Dalam laporan tersebut, program pendidikan menjadi salah satu fokus utama. Melalui inisiatif bertajuk 20 Ribu Beasiswa Cinta Bergema, pemerintah daerah telah menyalurkan bantuan kepada 7.037 mahasiswa. Program ini menyasar berbagai kelompok, mulai dari jalur khusus sebanyak 1.579 mahasiswa, 2.532 mahasiswa dari keluarga kurang mampu, hingga 1.067 santri serta penghafal Al-Qur’an. Tak hanya itu, penerima juga mencakup mahasiswa berprestasi, tenaga pendidik, dan perangkat desa.
“Pemerintah hadir tidak hanya melalui program, tetapi melalui solusi yang dirasakan langsung oleh masyarakat,” ujar Gus Fawait.
Selain sektor pendidikan, perhatian terhadap masyarakat di tingkat akar rumput juga diperkuat melalui pemberian insentif dalam jumlah besar.
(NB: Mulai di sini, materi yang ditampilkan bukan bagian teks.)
//! Document title resolution.

use mw_config::{Config, TitleConfig, TitleOrder, TitleSource};
use tracing::debug;

use crate::dom::{ContentElement, Shell};
use crate::router::lookup_key;
use crate::sidebar::LinkMap;

/// Ellipsis appended to truncated titles.
const ELLIPSIS: &str = "...";

/// Inputs for computing a page title.
#[derive(Debug, Clone, Copy)]
pub struct TitleContext<'a> {
    /// Rendered content.
    pub content: &'a ContentElement,
    /// Navigation path (remote paths are decoded for the sidebar lookup).
    pub path: &'a str,
    /// Content file the page was rendered from.
    pub file_path: &'a str,
    /// Sidebar links.
    pub links: &'a LinkMap,
}

/// File name of `file_path` without directory, query or extension.
fn file_stem(file_path: &str) -> &str {
    let end = file_path.find(['?', '#']).unwrap_or(file_path.len());
    let path = file_path[..end].trim_end_matches('/');
    let name = path.rsplit('/').next().unwrap_or(path);
    match name.rfind('.') {
        Some(dot) if dot > 0 => &name[..dot],
        _ => name,
    }
}

/// Truncate `title` to `max_length` characters, ellipsis included.
fn truncate(title: String, max_length: usize) -> String {
    if title.chars().count() <= max_length {
        return title;
    }
    let keep = max_length.saturating_sub(ELLIPSIS.len());
    let mut truncated: String = title.chars().take(keep).collect();
    truncated.push_str(ELLIPSIS);
    truncated
}

/// Computes and applies document titles.
#[derive(Debug, Clone)]
pub struct TitleManager {
    config: TitleConfig,
    app_name: String,
}

impl TitleManager {
    /// Create a title manager from the configuration.
    #[must_use]
    pub fn new(config: &Config) -> Self {
        Self {
            config: config.title.clone(),
            app_name: config.name.clone(),
        }
    }

    /// Page title from the first source in priority order that yields text.
    #[must_use]
    pub fn compute_page_title(&self, ctx: &TitleContext<'_>) -> String {
        let key = lookup_key(ctx.path);
        let link = ctx.links.get(&key);

        for source in &self.config.source_priority {
            let candidate = match source {
                TitleSource::SidebarTitle => link.and_then(|l| l.title.clone()),
                TitleSource::SidebarLabel => link.map(|l| l.label.clone()),
                TitleSource::Heading => ctx.content.first_heading_text(1),
                TitleSource::Filename => Some(file_stem(ctx.file_path).to_owned()),
                TitleSource::Fallback => Some(self.config.fallback.clone()),
            };
            if let Some(title) = candidate.map(|t| t.trim().to_owned())
                && !title.is_empty()
            {
                debug!(source = ?source, title = %title, "Page title resolved");
                return title;
            }
        }
        self.config.fallback.clone()
    }

    /// Combine a page title with the application name.
    #[must_use]
    pub fn format_title(&self, page_title: &str) -> String {
        let order = if self.config.include_wiki && !self.app_name.is_empty() {
            self.config.order
        } else {
            TitleOrder::PageOnly
        };
        let separator = &self.config.separator;
        let title = match order {
            TitleOrder::PageFirst => format!("{page_title}{separator}{}", self.app_name),
            TitleOrder::WikiFirst => format!("{}{separator}{page_title}", self.app_name),
            TitleOrder::PageOnly => page_title.to_owned(),
        };
        truncate(title, self.config.max_length)
    }

    /// Compute the title for the content rendered in `shell` and set it.
    ///
    /// Returns the page title (before formatting). The document title is left
    /// untouched when titles are disabled.
    pub fn update_title(
        &self,
        shell: &mut Shell,
        path: &str,
        file_path: &str,
        links: &LinkMap,
    ) -> String {
        let page_title = self.compute_page_title(&TitleContext {
            content: shell.content(),
            path,
            file_path,
            links,
        });
        if self.config.enabled {
            shell.set_title(self.format_title(&page_title));
        }
        page_title
    }
}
Pemerintah Kabupaten Jember mengalokasikan anggaran sebesar Rp31,92 miliar untuk 21.399 guru ngaji. Hingga awal tahun 2026, realisasi penyaluran telah mencapai Rp31,04 miliar yang diterima oleh 20.699 orang.
Dukungan finansial juga diberikan kepada ketua RT dan RW dengan total anggaran Rp67,12 miliar. Sementara itu, kader posyandu yang berjumlah 14.475 orang menerima honorarium dengan total mencapai Rp52,21 miliar. Kebijakan ini dinilai sebagai langkah strategis dalam menjaga stabilitas sosial sekaligus meningkatkan peran aktif masyarakat dalam pembangunan daerah.
Upaya pengentasan kemiskinan turut menjadi prioritas melalui berbagai program yang menyentuh kebutuhan dasar warga. Sebanyak 201 unit rumah tidak layak huni (RTLH) berhasil direnovasi, memberikan hunian yang lebih layak bagi masyarakat berpenghasilan rendah.
Selain itu, bantuan langsung tunai disalurkan kepada 28.510 warga miskin dan rentan. Pemerintah juga memberikan perhatian khusus kepada kelompok pekerja sektor informal seperti buruh tani tembakau dan pekerja pabrik rokok, serta kelompok rentan lainnya seperti penyandang disabilitas dan anak yatim piatu. Total penerima bantuan dari kelompok ini mencapai 10.980 jiwa.
Program-program tersebut dinilai sebagai bentuk nyata kebijakan inklusif yang tidak hanya berorientasi pada angka, tetapi juga dampak langsung terhadap kehidupan masyarakat. Dengan kombinasi antara investasi di bidang pendidikan dan penguatan jaring pengaman sosial, Pemkab Jember berharap mampu menciptakan pertumbuhan yang merata.
Ke depan, capaian ini diharapkan menjadi fondasi kuat dalam mempercepat pembangunan daerah sekaligus meningkatkan kesejahteraan masyarakat secara berkelanjutan di Kabupaten Jember. (ADV).